The Iron Claw (on-demand, including Apple TV, Amazon, Cineplex Store)

A horror movie body-slammed by the weight of a grimy beyond-the-mat wrestling expose, The Iron Claw is Canadian director Sean Durkin’s latest portrait of domestic miserablism (after 2020′s The Nest) that breaks the bone before it cuts right to it. Intensely dark and depressing – though not without its pressure-valve moments of levity – the based-on-a-true-story film is in the running for the bleakest release of the holiday season. Which is exactly Durkin’s point. This is a picture as severe as the real-life generational abuse that its director is chronicling.

Thanksgiving (Crave)

Horror fiend Eli Roth returns to gross out audiences with this effective and efficient slasher, which has the added bonus of being shot in Toronto and Hamilton. Based on a decade-and-a-half-old “fake” trailer that appeared during Quentin Tarantino and Robert Rodriguez’s Grindhouse, Thanksgiving is a throwback to when horror films lived and died on their grimy VHS cover art, promising all kinds of sex and blood. While Roth’s film works fine enough as a whole, it’s worth watching for the prologue alone, a sequence of Black Friday shoppers gone berserk that neatly oscillates between hilarious and terrifying.

Strange Way of Life (on-demand, including Apple TV, Amazon, Cineplex Store)

Making a small splash on the art-house circuit this past fall, Pedro Almodóvar’s short film Strange Way of Life might be the best 30 minutes you’ll watch this spring. (And best of all, it’s an affordable on-demand rental, going for only $2.99 via most platforms.) Only Almodóvar’s second English-language project, after his 2020 short The Human Voice starring Tilda Swinton, Strange Way of Life is a western headlined by Ethan Hawke and Pedro Pascal, who play two gunslingers reuniting after a passionate affair. Playing with genre and tropes, Almodóvar creates a singular kind of experiment, as romantic as it is eccentric.

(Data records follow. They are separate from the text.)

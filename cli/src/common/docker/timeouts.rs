//! # Per-Operation Deadlines and In-Flight Requests
//!
//! File: cli/src/common/docker/timeouts.rs
//!
//! Every engine call runs under a fixed deadline for its category. Listing
//! refreshes are additionally registered per `RequestKind`: starting a new
//! refresh cancels the previous one of the same kind, so at most one listing
//! of each kind is ever outstanding.
//!
use crate::core::error::{OctoError, Result};
use anyhow::anyhow;
use std::collections::HashMap;
use std::future::Future;
use std::sync::{Mutex, PoisonError};
use std::time::Duration;
use tokio_util::sync::CancellationToken;
use tracing::debug;

/// Deadline table for engine operations.
pub struct Timeouts;

impl Timeouts {
    pub const PING: Duration = Duration::from_secs(5);
    pub const LIST: Duration = Duration::from_secs(30);
    pub const DISK_USAGE: Duration = Duration::from_secs(60);
    pub const REMOVE: Duration = Duration::from_secs(30);
    pub const ACTION: Duration = Duration::from_secs(10);
    pub const PRUNE: Duration = Duration::from_secs(120);
    pub const LOGS: Duration = Duration::from_secs(30);
}

/// Runs `fut` under `limit`, mapping expiry to a transport error.
pub async fn with_timeout<T, F>(limit: Duration, operation: &str, fut: F) -> Result<T>
where
    F: Future<Output = Result<T>>,
{
    match tokio::time::timeout(limit, fut).await {
        Ok(result) => result,
        Err(_) => Err(anyhow!(OctoError::Transport(format!(
            "{} timed out after {}s",
            operation,
            limit.as_secs()
        )))),
    }
}

/// Refresh categories tracked by `InFlight`.
#[derive(Debug, Clone, Copy, PartialEq, Eq, Hash)]
pub enum RequestKind {
    Containers,
    Images,
    Volumes,
    Networks,
    DiskUsage,
}

/// One cancellation token per request kind.
#[derive(Default)]
pub struct InFlight {
    tokens: Mutex<HashMap<RequestKind, CancellationToken>>,
}

impl InFlight {
    /// Registers a new request of `kind`, cancelling the one it replaces.
    pub fn begin(&self, kind: RequestKind) -> CancellationToken {
        let token = CancellationToken::new();
        let previous = self
            .tokens
            .lock()
            .unwrap_or_else(PoisonError::into_inner)
            .insert(kind, token.clone());
        if let Some(previous) = previous {
            debug!("Superseding in-flight {:?} request", kind);
            previous.cancel();
        }
        token
    }

    pub fn cancel_all(&self) {
        let mut tokens = self.tokens.lock().unwrap_or_else(PoisonError::into_inner);
        for (_, token) in tokens.drain() {
            token.cancel();
        }
    }
}

/// Races `fut` against `token`, then applies the deadline.
pub async fn cancellable<T, F>(
    token: CancellationToken,
    limit: Duration,
    operation: &str,
    fut: F,
) -> Result<T>
where
    F: Future<Output = Result<T>>,
{
    tokio::select! {
        _ = token.cancelled() => Err(anyhow!(OctoError::Transport(format!(
            "{}: request cancelled",
            operation
        )))),
        result = with_timeout(limit, operation, fut) => result,
    }
}

#[cfg(test)]
mod tests {
    use super::*;

    #[tokio::test]
    async fn test_with_timeout_expires() {
        let result: Result<()> = with_timeout(Duration::from_millis(10), "list", async {
            tokio::time::sleep(Duration::from_secs(5)).await;
            Ok(())
        })
        .await;
        let err = result.unwrap_err();
        assert!(OctoError::is_transport(&err));
        assert!(err.to_string().contains("list timed out"));
    }

    #[test]
    fn test_begin_cancels_previous_of_same_kind() {
        let inflight = InFlight::default();
        let first = inflight.begin(RequestKind::Containers);
        let other = inflight.begin(RequestKind::Images);
        let second = inflight.begin(RequestKind::Containers);

        assert!(first.is_cancelled());
        assert!(!second.is_cancelled());
        assert!(!other.is_cancelled());
        assert_eq!(inflight.tokens.lock().unwrap().len(), 2);

        inflight.cancel_all();
        assert!(second.is_cancelled() && other.is_cancelled());
        assert!(inflight.tokens.lock().unwrap().is_empty());
    }

    #[tokio::test]
    async fn test_cancellable_returns_on_cancel() {
        let token = CancellationToken::new();
        token.cancel();
        let result: Result<()> = cancellable(token, Timeouts::LIST, "list containers", async {
            tokio::time::sleep(Duration::from_secs(5)).await;
            Ok(())
        })
        .await;
        assert!(result.unwrap_err().to_string().contains("request cancelled"));
    }
}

Tales from the Gimli Hospital (Mubi)

More than 20 years after it was famously rejected by the Toronto International Film Festival, Guy Maddin’s 1988 masterpiece Tales from the Gimli Hospital has undergone a 4K restoration and is now streaming on Mubi as part of the service’s “Wizard of Winnipeg” program, alongside Maddin’s 1990 comedy Archangel. The more experimental and beguiling of the two, Gimli is set in late 19th-century Winnipeg, where a smallpox epidemic takes hold of a small Icelandic-Canadian fishing village, which sets the stage for a bitter romance between two hospital patients and their nurse.